The drug wore off completely within about two or three hours. Speaking to other people who’ve had it done, they told me that it took them between a day or two to shake it off and had little or no memory whatsoever of the procedure. Dad reminded me of how, when Nanna had all the teeth in her head taken out under gas back in the forties, she had woken up in the middle of the procedure; perhaps drug-resilience runs in the family. I’m just glad they didn’t press on with the gastroscopy. In the finish, it fell to Grandmother to summarise the situation with a sentiment that was also expressed by a member of Kim’s family (in the nicest possible way, of course): “How could they possibly even THINK that a sedative would ever shut him up? They’d need at LEAST a general for that one!”. Onya, Gran. How’s that for a vote of confidence?
Anyway, guys, best of luck with all your mid-semester projects and all;

jez

7 thoughts on “That’s Probably Not The Way To Do Things (Jeremy)

  1. Hi Jeremy!
    I’m so pleased to see you back online – I was wondering where you’d gone, it being a few weeks since your last post I was starting to think the pink monkies had whisked you away forever. It certainly sounds like it would have sucked to be you recently but I’m glad you’re making a recovery! Keep up the entertaining anecdotes and don’t give me reason to delete you from the top of my Favorites list!

  2. re jane’s comment: “it would have sucked to be you”. Where have i heard that before?? lol. jac’s kindness and compassionate reputation are becoming (in)famous!

    Hope there’s no drama this time with the gastroscopy so then it will finally be all over!

  3. Yeh, that hit me too! Well hey we can’t be too tough as I do think that it WAS jacq’s way of showing compassion and kindness…!

    btw Jane – it’s just a saying that someone both Kim and I know is famous for

  4. Hahaha, that was great. Bad luck about not getting the procedure done though, and about missing so much Uni.

    If you’ve ever got any free electives, you should definitely think about taking a Creative Writing subject. You’ve got an awesome flair for writing and I reckon you’d get a lot out of it.

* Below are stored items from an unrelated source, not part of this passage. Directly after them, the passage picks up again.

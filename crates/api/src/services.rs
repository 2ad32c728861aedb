//! Governed operations.
//!
//! Every method runs the same pipeline: the gateway decides, the store
//! commits, and the audit sink is told afterwards. Nothing is written when
//! the gateway refuses, and a failing audit sink never undoes a commit.

use std::sync::Arc;

use chrono::Utc;
use serde::{Deserialize, Serialize};

use forgetrack_auth::{
    AuthorizationExplanation, AuthzError, GrantTable, Operation, Principal, Role, check_grant,
    explain, explain_decision,
};
use forgetrack_core::{
    CommentId, EpicId, OrganizationId, ProjectId, TicketId, UserId, WorkflowId,
};
use forgetrack_gateway::{
    AuthorizationGateway, AuthorizedContext, GatewayError, ResourceRef, ResourceRefs,
    resolve_resource,
};
use forgetrack_infra::{AuditRecord, AuditSink, TrackerConfig};
use forgetrack_tracking::{
    Comment, Directory, Epic, NewComment, NewEpic, NewOrganization, NewProject, NewTicket,
    NewUser, Organization, Project, Ticket, TrackingStore, User, require, validate_body,
    validate_membership, validate_title,
};
use forgetrack_workflow::{
    StatusChange, StatusLabel, Workflow, WorkflowRegistry, WorkflowStore, WorkflowUpdate,
};

/// Input for [`TrackerServices::create_user`].
#[derive(Debug, Clone, Deserialize)]
pub struct CreateUser {
    pub organization_id: OrganizationId,
    pub email: String,
    pub display_name: String,
    pub role: Role,
}

/// Input for [`TrackerServices::create_ticket`].
#[derive(Debug, Clone, Deserialize)]
pub struct CreateTicket {
    pub project_id: ProjectId,
    pub title: String,
    /// Starting status; the workflow's first status when absent.
    #[serde(default)]
    pub status: Option<String>,
    #[serde(default)]
    pub assignee_id: Option<UserId>,
    #[serde(default)]
    pub epic_id: Option<EpicId>,
}

pub struct TrackerServices<S, A> {
    store: Arc<S>,
    gateway: AuthorizationGateway<Arc<S>>,
    workflows: WorkflowRegistry<Arc<S>>,
    audit: A,
    config: TrackerConfig,
}
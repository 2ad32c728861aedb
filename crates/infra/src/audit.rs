//! Audit trail for successful mutations.
//!
//! Recording is best-effort: callers log a failed append and carry on. The
//! mutation it describes has already been committed.

use std::sync::RwLock;

use chrono::{DateTime, Utc};
use serde::Serialize;
use thiserror::Error;
use uuid::Uuid;

use forgetrack_auth::Operation;
use forgetrack_core::{OrganizationId, UserId};

/// One audited mutation.
#[derive(Debug, Clone, PartialEq, Serialize)]
pub struct AuditRecord {
    pub record_id: Uuid,
    pub command: Operation,
    /// Id of the entity the mutation produced or changed.
    pub entity_id: String,
    pub actor_id: UserId,
    pub organization_id: Option<OrganizationId>,
    /// State of the entity after the mutation, when snapshots are enabled.
    pub snapshot: Option<serde_json::Value>,
    pub recorded_at: DateTime<Utc>,
}

impl AuditRecord {
    pub fn new(
        command: Operation,
        entity_id: impl ToString,
        actor_id: UserId,
        organization_id: Option<OrganizationId>,
    ) -> Self {
        Self {
            record_id: Uuid::now_v7(),
            command,
            entity_id: entity_id.to_string(),
            actor_id,
            organization_id,
            snapshot: None,
            recorded_at: Utc::now(),
        }
    }

    /// Attach a snapshot of `entity`. Serialization failures leave the
    /// record without one.
    pub fn with_snapshot<T: Serialize>(mut self, entity: &T) -> Self {
        self.snapshot = serde_json::to_value(entity).ok();
        self
    }
}

#[derive(Debug, Error, Clone, PartialEq, Eq)]
pub enum AuditError {
    #[error("audit sink unavailable: {0}")]
    Unavailable(String),
}

/// Destination for audit records.
pub trait AuditSink: Send + Sync {
    fn record(&self, record: AuditRecord) -> Result<(), AuditError>;
}

impl<S> AuditSink for std::sync::Arc<S>
where
    S: AuditSink + ?Sized,
{
    fn record(&self, record: AuditRecord) -> Result<(), AuditError> {
        (**self).record(record)
    }
}

/// Keeps records in memory; for tests/dev.
#[derive(Debug, Default)]
pub struct InMemoryAuditSink {
    records: RwLock<Vec<AuditRecord>>,
}

impl InMemoryAuditSink {
    pub fn new() -> Self {
        Self::default()
    }

    pub fn records(&self) -> Vec<AuditRecord> {
        self.records.read().map(|r| r.clone()).unwrap_or_default()
    }
}

impl AuditSink for InMemoryAuditSink {
    fn record(&self, record: AuditRecord) -> Result<(), AuditError> {
        self.records
            .write()
            .map_err(|_| AuditError::Unavailable("lock poisoned".to_string()))?
            .push(record);
        Ok(())
    }
}

/// Emits each record as a structured event on the `forgetrack::audit` target.
#[derive(Debug, Default, Clone, Copy)]
pub struct TracingAuditSink;

impl AuditSink for TracingAuditSink {
    fn record(&self, record: AuditRecord) -> Result<(), AuditError> {
        let snapshot = record
            .snapshot
            .as_ref()
            .map(|s| s.to_string())
            .unwrap_or_default();
        tracing::info!(
            target: "forgetrack::audit",
            record_id = %record.record_id,
            command = %record.command,
            entity_id = %record.entity_id,
            actor_id = %record.actor_id,
            organization_id = ?record.organization_id,
            snapshot = %snapshot,
            recorded_at = %record.recorded_at,
            "audit"
        );
        Ok(())
    }
}

#[cfg(test)]
mod tests {
    use super::*;
    use forgetrack_core::TicketId;

    #[test]
    fn in_memory_sink_keeps_order() {
        let sink = InMemoryAuditSink::new();
        let actor = UserId::new();
        sink.record(AuditRecord::new(Operation::TicketCreate, TicketId::new(), actor, None))
            .unwrap();
        sink.record(AuditRecord::new(Operation::TicketDelete, TicketId::new(), actor, None))
            .unwrap();

        let commands: Vec<_> = sink.records().iter().map(|r| r.command).collect();
        assert_eq!(commands, vec![Operation::TicketCreate, Operation::TicketDelete]);
    }

    #[test]
    fn snapshot_is_serialized_entity() {
        #[derive(Serialize)]
        struct Row {
            title: &'static str,
        }

        let record = AuditRecord::new(Operation::TicketUpdate, "t-1", UserId::new(), None)
            .with_snapshot(&Row { title: "Fix login" });
        assert_eq!(record.snapshot, Some(serde_json::json!({ "title": "Fix login" })));
    }
}
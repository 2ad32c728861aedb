//! Tracing and logging setup shared by every binary and test harness.

/// Tracing configuration (filters, output format).
pub mod tracing;

pub use self::tracing::{LogFormat, UnknownLogFormat};

/// Initialize process-wide tracing with the given output format.
///
/// This is safe to call multiple times; subsequent calls become no-ops.
pub fn init(format: LogFormat) {
    self::tracing::init(format);
}
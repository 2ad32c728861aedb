//! `forgetrack-core` — domain foundation building blocks.
//!
//! This crate contains **pure domain** primitives (no infrastructure concerns):
//! typed identifiers, the domain error model and the entity/value-object traits
//! shared by every other crate.

pub mod entity;
pub mod error;
pub mod id;
pub mod value_object;

pub use entity::{Entity, Timestamps};
pub use error::{DomainError, StoreError};
pub use id::{CommentId, EpicId, OrganizationId, ProjectId, TicketId, UserId, WorkflowId};
pub use value_object::ValueObject;
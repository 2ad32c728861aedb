use serde::{Deserialize, Serialize};

use forgetrack_core::ValueObject;

use crate::WorkflowError;

/// A single ticket status label (e.g. `IN_PROGRESS`).
///
/// Labels are non-empty and restricted to upper-case ASCII letters, digits,
/// `_` and `-`. Comparison is exact: `todo` and `TODO` are different labels,
/// and `todo` is not a valid label at all.
#[derive(Debug, Clone, PartialEq, Eq, Hash, PartialOrd, Ord, Serialize, Deserialize)]
#[serde(try_from = "String", into = "String")]
pub struct StatusLabel(String);

impl StatusLabel {
    pub fn parse(raw: impl Into<String>) -> Result<Self, WorkflowError> {
        let raw = raw.into();
        if raw.is_empty() {
            return Err(WorkflowError::validation("status label cannot be empty"));
        }
        if let Some(bad) = raw.chars().find(|c| !is_label_char(*c)) {
            return Err(WorkflowError::validation(format!(
                "status label '{raw}' contains invalid character '{bad}' (allowed: A-Z, 0-9, '_', '-')"
            )));
        }
        Ok(Self(raw))
    }

    pub fn as_str(&self) -> &str {
        &self.0
    }
}

fn is_label_char(c: char) -> bool {
    c.is_ascii_uppercase() || c.is_ascii_digit() || c == '_' || c == '-'
}

impl ValueObject for StatusLabel {}

impl core::fmt::Display for StatusLabel {
    fn fmt(&self, f: &mut core::fmt::Formatter<'_>) -> core::fmt::Result {
        f.write_str(&self.0)
    }
}

impl TryFrom<String> for StatusLabel {
    type Error = WorkflowError;

    fn try_from(value: String) -> Result<Self, Self::Error> {
        Self::parse(value)
    }
}

impl From<StatusLabel> for String {
    fn from(value: StatusLabel) -> Self {
        value.0
    }
}

impl PartialEq<str> for StatusLabel {
    fn eq(&self, other: &str) -> bool {
        self.0 == other
    }
}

  5. I haven’t taken CW myself, but I’ve heard that CW at uni is absolute crap, since the staff try to mould you into little clones of themselves and squash all your own creativity. If you’re a natural with writing then you should be able to figure out what’s good and what’s not without classes. 😀

  6. hey jez!!

    im joey hahaha i think you are the same jez that said i was on drugs due to my obsession with collingwod… my response is: i am hooked on a drug called eddie mcguire hahaha he makes the world spin round and his footy team are going to kick butt this year and seriosuly i don’t think the finals or even the granfinal are too much of a fantatsy.. perhaps reality is the more appropriate?

    anywho… OUCH! a gastroscopy… gah i dont even like going to the toilet, so i can understand your pain hahaha… all in all i must say the great man eddie mcguire rescued you whilst you were in that all so morbid waiting room at the doctors… as he provided you sheer entertainment with the likes of the today show and mornings with kak!!

    agh now shes a women i would marry… actually stuff oprah im taking kerri-anne to my next faculty meet and greet (or maybe lilly tomlin, i met her on monday)… however at the moment the hong kong club seems to have more outings on thier social calander than us:s…. anyway i shoudl really type up my task im in a journalism tute thast im currently in, as i have nothing to hand up besides this …ahhh!!

    peace out dude

  7. Hi Jez, can you let me know how you got on with your gastroscopy when you had it done for the second time. Just interested as the same thing happened to me and I am going back for my second one tomorrow. Were they able to do it the second time?